(Beginning of EXERCISE DATA)
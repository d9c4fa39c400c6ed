// ============================
// crates/backend-lib/src/validation.rs
// ============================
//! Request validation module.

use mdwiki_common::AccessLevel;
use regex::Regex;
use std::sync::LazyLock;
use thiserror::Error;

const MAX_EMAIL_LENGTH: usize = 254; // RFC 5321 SMTP limit
const MAX_TITLE_LENGTH: usize = 200;

static EMAIL_REGEX: LazyLock<Regex> = LazyLock::new(|| {
    Regex::new(r"^[a-zA-Z0-9._%+-]+@[a-zA-Z0-9.-]+\.[a-zA-Z]{2,}$").expect("static email regex")
});

/// Possible validation errors
#[derive(Error, Debug)]
pub enum ValidationError {
    #[error("Invalid email: {0}")]
    InvalidEmail(String),

    #[error("Invalid access level: {0}")]
    InvalidAccessLevel(String),

    #[error("Password is different from its confirmation")]
    PasswordMismatch,

    #[error("Invalid title: {0}")]
    InvalidTitle(String),
}

/// Result type for validation operations
pub type ValidationResult<T> = Result<T, ValidationError>;

/// Validate an email-like account id
pub fn validate_email(email: &str) -> ValidationResult<&str> {
    if email.is_empty() {
        return Err(ValidationError::InvalidEmail(
            "Email address cannot be empty".to_string(),
        ));
    }

    if email.len() > MAX_EMAIL_LENGTH {
        return Err(ValidationError::InvalidEmail(format!(
            "Email address cannot exceed {MAX_EMAIL_LENGTH} characters"
        )));
    }

    if !EMAIL_REGEX.is_match(email) {
        return Err(ValidationError::InvalidEmail(
            "Invalid email address format".to_string(),
        ));
    }

    Ok(email)
}

/// Validate a page title
pub fn validate_title(title: &str) -> ValidationResult<&str> {
    if title.trim().is_empty() {
        return Err(ValidationError::InvalidTitle(
            "Title must not be empty".to_string(),
        ));
    }

    if title.len() > MAX_TITLE_LENGTH {
        return Err(ValidationError::InvalidTitle(format!(
            "Title must be between 1 and {MAX_TITLE_LENGTH} characters"
        )));
    }

    Ok(title)
}

/// Check a password against its confirmation field
pub fn confirm_password<'a>(password: &'a str, confirm: &str) -> ValidationResult<&'a str> {
    if password != confirm {
        return Err(ValidationError::PasswordMismatch);
    }
    Ok(password)
}

/// Parse an access level from its wire form
pub fn parse_access_level(level: &str) -> ValidationResult<AccessLevel> {
    AccessLevel::parse(level)
        .ok_or_else(|| ValidationError::InvalidAccessLevel(level.to_string()))
}

#[cfg(test)]
mod tests {
    use super::*;

    #[test]
    fn test_validate_email() {
        assert!(validate_email("test@example.com").is_ok());
        assert!(validate_email("user.name+tag@example.co.uk").is_ok());

        assert!(matches!(
            validate_email(""),
            Err(ValidationError::InvalidEmail(_))
        ));
        assert!(matches!(
            validate_email("test.example.com"),
            Err(ValidationError::InvalidEmail(_))
        ));
        assert!(matches!(
            validate_email("test@example"),
            Err(ValidationError::InvalidEmail(_))
        ));
    }

    #[test]
    fn test_validate_title() {
        assert!(validate_title("Meeting Notes").is_ok());

        assert!(matches!(
            validate_title("   "),
            Err(ValidationError::InvalidTitle(_))
        ));
        let long = "a".repeat(201);
        assert!(matches!(
            validate_title(&long),
            Err(ValidationError::InvalidTitle(_))
        ));
    }

    #[test]
    fn test_confirm_password() {
        assert!(confirm_password("secret", "secret").is_ok());
        assert!(matches!(
            confirm_password("secret", "secrets"),
            Err(ValidationError::PasswordMismatch)
        ));
    }

    #[test]
    fn test_parse_access_level() {
        assert_eq!(parse_access_level("viewer").unwrap(), AccessLevel::Viewer);
        assert_eq!(parse_access_level("writer").unwrap(), AccessLevel::Writer);
        assert!(matches!(
            parse_access_level("admin"),
            Err(ValidationError::InvalidAccessLevel(_))
        ));
    }
}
(End of EXERCISE DATA)
Find how many lines contain "secret" in the data. Write that number and nothing else.

→ **EXERCISE SOLUTION**: 2